We sometimes play a game in which I have to pretend that his arms are made of chocolate and I try to eat them, much to his amusement. Then he reminds me that he is not in fact a chocolate bar, but a little boy, and we both laugh.  Things like this are really funny when you are five years old and have brown skin.

But sometimes he asks me why he and his mother have brown skin whilst I have white skin.  Then we talk about his Pakistani and English heritage, and about why we live in Nepal; and about Muslims and Christians, and Buddhists and Hindus; and whether there is a God and whether he lives with Buddha in heaven; and whether Buddha is bigger than Jesus because he is older; and why Jesus was not at his own birthday party when we went to church once on Christmas Day in England.  "Is Jesus alive?" he asks me.  "Well, that is an interesting question", I reply.  It is a lot harder to answer than why Muslims say a prayer for the life of chickens before they kill them, like Nana-Abu did outside our house once with Uncle Javed.  

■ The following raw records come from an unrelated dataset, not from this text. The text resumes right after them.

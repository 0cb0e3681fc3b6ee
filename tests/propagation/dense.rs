extern crate nyx_ivp as nyx;

use std::f64::consts::TAU;

use nyx::dynamics::TwoBody;
use nyx::polyfit::HermiteSpline;
use nyx::propagators::*;
use rstest::*;

use crate::{max_abs_diff, CIRCULAR};

fn circular_at(t: f64) -> [f64; 6] {
    [t.cos(), t.sin(), 0.0, -t.sin(), t.cos(), 0.0]
}

#[rstest]
fn evenly_spaced_samples(
    #[values(
        Scheme::BogackiShampine32,
        Scheme::DormandPrince54,
        Scheme::Tsitouras54,
        Scheme::DormandPrince853
    )]
    scheme: Scheme,
) {
    let opts = PropOpts::builder()
        .rtol(1e-10)
        .atol(1e-10)
        .interp_num(20)
        .build();
    let prop = Propagator::new(scheme, opts);
    let mut samples: Vec<(f64, Vec<f64>, Vec<f64>)> = Vec::new();
    let mut yf = [0.0; 6];
    prop.solve(
        &mut TwoBody::canonical(),
        &CIRCULAR,
        &mut yf,
        0.0,
        TAU,
        Some(&mut samples),
        &[],
    )
    .unwrap();

    // The initial state, then 20 intervals
    assert_eq!(samples.len(), 21);
    assert_eq!(samples[0].0, 0.0);
    assert_eq!(samples[0].1, CIRCULAR.to_vec());
    let (t_last, y_last, _) = samples.last().unwrap();
    assert_eq!(*t_last, TAU);
    assert_eq!(y_last.as_slice(), &yf, "last sample must be the final state");

    for (i, (t, y, dy)) in samples.iter().enumerate() {
        if i > 0 && i < 20 {
            assert!((t - i as f64 * TAU / 20.0).abs() < 1e-14);
        }
        let expected = circular_at(*t);
        let err = max_abs_diff(y, &expected);
        assert!(err < 1e-7, "{scheme} at t = {t}: {err:e}");
        // The derivative is the velocity and the acceleration
        assert!((dy[0] - y[3]).abs() < 1e-15);
        assert!((dy[3] + y[0]).abs() < 1e-7);
    }
}

#[test]
fn every_step_into_spline() {
    let opts = PropOpts::builder()
        .rtol(1e-10)
        .atol(1e-10)
        .interp_num(0)
        .build();
    let prop = Propagator::dp5(opts);
    let mut spline = HermiteSpline::new();
    let mut yf = [0.0; 6];
    let summary = prop
        .solve(
            &mut TwoBody::canonical(),
            &CIRCULAR,
            &mut yf,
            0.0,
            TAU,
            Some(&mut spline),
            &[],
        )
        .unwrap();

    assert_eq!(spline.len(), summary.accepted + 1);
    assert_eq!(spline.dim(), 6);
    assert_eq!(spline.first_time().unwrap(), 0.0);
    assert_eq!(spline.last_time().unwrap(), TAU);
    assert_eq!(spline.evaluate(TAU).unwrap().as_slice(), &yf);

    for i in 0..100 {
        let t = (i as f64 + 0.5) * TAU / 100.0;
        let y = spline.evaluate(t).unwrap();
        let err = max_abs_diff(y.as_slice(), &circular_at(t));
        assert!(err < 1e-7, "at t = {t}: {err:e}");
    }
    assert!(spline.evaluate(TAU + 0.1).is_err());
}

#[test]
fn backward_samples() {
    let opts = PropOpts::builder()
        .rtol(1e-11)
        .atol(1e-11)
        .interp_num(8)
        .build();
    let prop = Propagator::tsit5(opts);
    let mut spline = HermiteSpline::new();
    let y0 = circular_at(TAU);
    let mut yf = [0.0; 6];
    prop.solve(
        &mut TwoBody::canonical(),
        &y0,
        &mut yf,
        TAU,
        0.0,
        Some(&mut spline),
        &[],
    )
    .unwrap();

    assert_eq!(spline.len(), 9);
    assert_eq!(spline.first_time().unwrap(), TAU);
    assert_eq!(spline.last_time().unwrap(), 0.0);
    assert!(max_abs_diff(&yf, &CIRCULAR) < 1e-8);
    let y = spline.evaluate(TAU * 0.375).unwrap();
    assert!(max_abs_diff(y.as_slice(), &circular_at(TAU * 0.375)) < 1e-7);
}
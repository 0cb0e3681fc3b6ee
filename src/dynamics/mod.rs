/*
    Nyx, blazing fast astrodynamics
    Copyright (C) 2018-onwards Christopher Rabotin <christopher.rabotin@gmail.com>

    This program is free software: you can redistribute it and/or modify
    it under the terms of the GNU Affero General Public License as published
    by the Free Software Foundation, either version 3 of the License, or
    (at your option) any later version.

    This program is distributed in the hope that it will be useful,
    but WITHOUT ANY WARRANTY; without even the implied warranty of
    MERCHANTABILITY or FITNESS FOR A PARTICULAR PURPOSE.  See the
    GNU Affero General Public License for more details.

    You should have received a copy of the GNU Affero General Public License
    along with this program.  If not, see <https://www.gnu.org/licenses/>.
*/

use crate::linalg::Vector3;
use std::fmt;

/// A trait for right hand sides `dy/dt = f(y, t)` which can be integrated.
///
/// The integrators call `eom` with speculative states of rejected steps as well, so the
/// implementation must not rely on being called only along the accepted solution. Any closure
/// `FnMut(&[f64], f64, &mut [f64])` is a `Dynamics`.
pub trait Dynamics {
    /// Writes the time derivative of `y` at time `t` into `dy`, which has the length of `y`.
    fn eom(&mut self, y: &[f64], t: f64, dy: &mut [f64]);
}

impl<F> Dynamics for F
where
    F: FnMut(&[f64], f64, &mut [f64]),
{
    fn eom(&mut self, y: &[f64], t: f64, dy: &mut [f64]) {
        self(y, t, dy)
    }
}

/// Point mass gravity of a single body.
///
/// The first six components are the Cartesian position and velocity. Any extra component is
/// carried along with a zero derivative.
///
/// # Panics
/// `eom` panics if the state or its derivative has fewer than six components, or if they differ
/// in length.
#[derive(Copy, Clone, Debug, PartialEq)]
pub struct TwoBody {
    /// Gravitational parameter
    pub mu: f64,
}

impl TwoBody {
    pub fn new(mu: f64) -> Self {
        Self { mu }
    }

    /// Two body dynamics of a unit gravitational parameter.
    pub fn canonical() -> Self {
        Self::new(1.0)
    }
}

impl fmt::Display for TwoBody {
    fn fmt(&self, f: &mut fmt::Formatter<'_>) -> fmt::Result {
        write!(f, "two body (mu = {})", self.mu)
    }
}

impl Dynamics for TwoBody {
    fn eom(&mut self, y: &[f64], _t: f64, dy: &mut [f64]) {
        debug_assert!(
            y.len() >= 6 && dy.len() == y.len(),
            "two body needs a state of at least six components, got {} and {}",
            y.len(),
            dy.len()
        );
        let radius = Vector3::new(y[0], y[1], y[2]);
        let body_acceleration = (-self.mu / radius.norm().powi(3)) * radius;
        dy[..3].copy_from_slice(&y[3..6]);
        dy[3..6].copy_from_slice(body_acceleration.as_slice());
        for d in dy.iter_mut().skip(6) {
            *d = 0.0;
        }
    }
}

Yet behind all the fun and games and five-year old philosophy, my son's growing awareness of his identity unsettles me.  To the outside world he will grow up as an Asian man with a Muslim name, in a world dominated by white men like me.  This is something I cannot personally relate to, and it concerns me.  

I have always been against racism – like most reasonable people profess to be – but racism is not something which I can honestly say has much affected me.  Of course I have had my fair share of Indians staring at me in the street in Delhi and taxi drivers in Kathmandu charging me a higher price than the locals.  But these things do not dis-empower me or make me a second-class citizen (quite the opposite in fact, they reaffirm the social status and financial means I am assumed to have because of my skin colour).  I have no idea what it must be like to grow up with brown skin.

I hear stories of course from my wife and my Asian friends of what it is like to be non-white.  They tell me how they have been strip-searched when trying to enter the United States and how they get ignored at expat parties because the white guests think they are Nepali staff with nothing of value to say.  "That's awful!" I say, outraged.  I am shocked that educated and well-travelled Europeans might ignore someone just because they have got brown skin.  "You get used to it", says my wife, as she shrugs her shoulders, having had a lifetime to learn to accept such attitudes.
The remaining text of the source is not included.